He was the driving force on a day when the Indians were frustrated for the better part of three periods by miscues, penalties, and an inspired Cornell defense. When he departed late in the fourth period, after Dartmouth had finally unloaded for three rapid-fire touchdowns, Short had amassed 192 yards in 28 carries. He caught one pass and also unleashed another completion to Ghasey on a quarterback-halfback-quarterback exchange that covered 21 yards.
Short's day at Cornell brought him within easy range of Dartmouth's single season rushing record. If he was satisfied, he didn't say so. "Great blocking," he said. "Brendan O'Neill, Stu Simms, Joe Leslie, and Darrel Gavle were really something."
And so it goes. On the eve of the Penn affair, the only thing that may satisfy this Dartmouth team is a touchdown every time they handle the ball and zero yardage for Penn. That would be something bordering on perfection—and that's the only thing that this team will settle for.
It's a team that must be considered extraordinary in the annals of Dartmouth football. The only problem is that, in their own minds, they may never really put together what they consider to be their best game.
Before the season began, Blackman was convinced that the Ivy League had a better overall balance of strength than in any other year. By the seventh week of the season, Dartmouth was averaging over 100 yards more on total offense than the closest Ivy rival. Defensively, the Indians were thoroughly unyielding. They zeroed Yale for the first time in the Elis' 32 games that preceded the affair in the Bowl. They did the same to Columbia and Cornell (making it five shutouts on the eve of Penn).
But they weren't really satisfied with any of it. Against Columbia, they were flatter than any other day of the season—and still had a 21-0 lead at the half. "We had a little 'discussion' at halftime," said Blackman, "and in the second half the team played with the pride and precision it has been noted for."
Precision is a good word for it. The Indians came out of the dressing room and methodically racked up 27 points in the next 16 minutes. Short scored twice before Bob Brown was given a chance to deliver another touchdown on "Alumni Play Number One"—an end-around production that was being saved for Bob's friends from New York (he comes from Massapequa). It was a 39-yard dash around left end and you could have nothing but pity for the lone Columbia defender who could do little but watch Brown approaching behind seven (count 'em) green-shirted blockers.

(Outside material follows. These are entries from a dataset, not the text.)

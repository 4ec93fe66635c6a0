//! Scheduler loop: the periodic tick driver.

use std::sync::Arc;
use std::time::Duration;

use chrono::{DateTime, Utc};
use tokio::sync::Mutex;
use tokio::task::JoinHandle;
use tokio_util::sync::CancellationToken;
use tracing::{debug, info, warn};

use ritmo_ledger::RunStore;

use crate::SchedulerError;
use crate::executor::Executor;
use crate::registry::TaskRegistry;

/// Drives periodic evaluation of the task registry.
///
/// One evaluation happens shortly after start (the settle delay, so
/// registration can finish first), then on a fixed cadence. Stopping
/// cancels future ticks only: in-flight dispatches always run to
/// completion, a handler is never killed.
pub struct SchedulerLoop {
    registry: Arc<TaskRegistry>,
    executor: Arc<Executor>,
    ledger: Arc<dyn RunStore>,
    tick_interval: Duration,
    settle_delay: Duration,
    state: Mutex<LoopState>,
}

struct LoopState {
    cancel: Option<CancellationToken>,
    handle: Option<JoinHandle<()>>,
}

impl SchedulerLoop {
    pub fn new(
        registry: Arc<TaskRegistry>,
        executor: Arc<Executor>,
        ledger: Arc<dyn RunStore>,
        tick_interval: Duration,
        settle_delay: Duration,
    ) -> Self {
        Self {
            registry,
            executor,
            ledger,
            tick_interval,
            settle_delay,
            state: Mutex::new(LoopState {
                cancel: None,
                handle: None,
            }),
        }
    }

    /// Start the tick driver. Fails when it is already running.
    pub async fn start(self: &Arc<Self>) -> anyhow::Result<()> {
        let mut state = self.state.lock().await;
        if state.handle.as_ref().is_some_and(|h| !h.is_finished()) {
            anyhow::bail!("scheduler loop is already running");
        }

        let cancel = CancellationToken::new();
        let cancel_child = cancel.child_token();
        let this = self.clone();
        let handle = tokio::spawn(async move {
            this.run(cancel_child).await;
        });

        state.cancel = Some(cancel);
        state.handle = Some(handle);
        Ok(())
    }

    /// Stop the tick driver. Idempotent.
    pub async fn stop(&self) {
        let mut state = self.state.lock().await;
        if let Some(cancel) = state.cancel.take() {
            cancel.cancel();
        }
        if let Some(handle) = state.handle.take() {
            let _ = handle.await;
        }
    }

    async fn run(&self, cancel: CancellationToken) {
        info!(
            tick_secs = self.tick_interval.as_secs(),
            "Scheduler loop started"
        );

        // Settle delay before the first evaluation.
        tokio::select! {
            _ = cancel.cancelled() => {
                info!("Scheduler loop stopped");
                return;
            }
            _ = tokio::time::sleep(self.settle_delay) => {}
        }

        loop {
            self.tick(Utc::now()).await;

            tokio::select! {
                _ = cancel.cancelled() => break,
                _ = tokio::time::sleep(self.tick_interval) => {}
            }
        }

        info!("Scheduler loop stopped");
    }

    /// Evaluate every registered task against `now` and dispatch the due
    /// ones, each independently of the others.
    pub async fn tick(&self, now: DateTime<Utc>) {
        for def in self.registry.list().await {
            if !def.enabled || !def.rule.is_due(now) {
                continue;
            }

            // At-most-once per period: skip when a run already started
            // inside the current period, even if the tick fired twice.
            let period_start = def.rule.period_start(now);
            match self.ledger.has_run_since(&def.id, period_start).await {
                Ok(true) => {
                    debug!(task_id = %def.id, "Already ran this period, skipping");
                    continue;
                }
                Ok(false) => {}
                Err(e) => {
                    warn!(task_id = %def.id, "Ledger probe failed, dispatching anyway: {e}");
                }
            }

            let executor = self.executor.clone();
            let task_id = def.id.clone();
            tokio::spawn(async move {
                match executor.execute(&task_id).await {
                    Ok(outcome) => debug!(task_id, %outcome, "Dispatch finished"),
                    Err(SchedulerError::AlreadyRunning(_)) => {
                        debug!(task_id, "Still running from an earlier dispatch, skipping");
                    }
                    Err(e) => warn!(task_id, "Dispatch failed: {e}"),
                }
            });
        }
    }
}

The coup de grace came moments later in the person of Tim Copper, the creative safety who has spent the entire season ranked among the nation's leading punt return specialists, "tie's got the corner," chortled Jake Crouthamel from the coaches' spotting booth in the Memorial Field press box, as Copper turned upfield and zigged past the remaining Columbia defenders.
While Chasey, the superbly efficient quarterback, has been demoralizing the opposition with persistent offensive marches, the attack has had the great advantage of working with excellent field position. That's because the defense has been equally outstanding. In an era of college football when points are going on the scoreboard with greater frequency than ever before, Dartmouth's defense has been building a reputation as a thoroughly unobliging adversary for all who try to cross the final stripe.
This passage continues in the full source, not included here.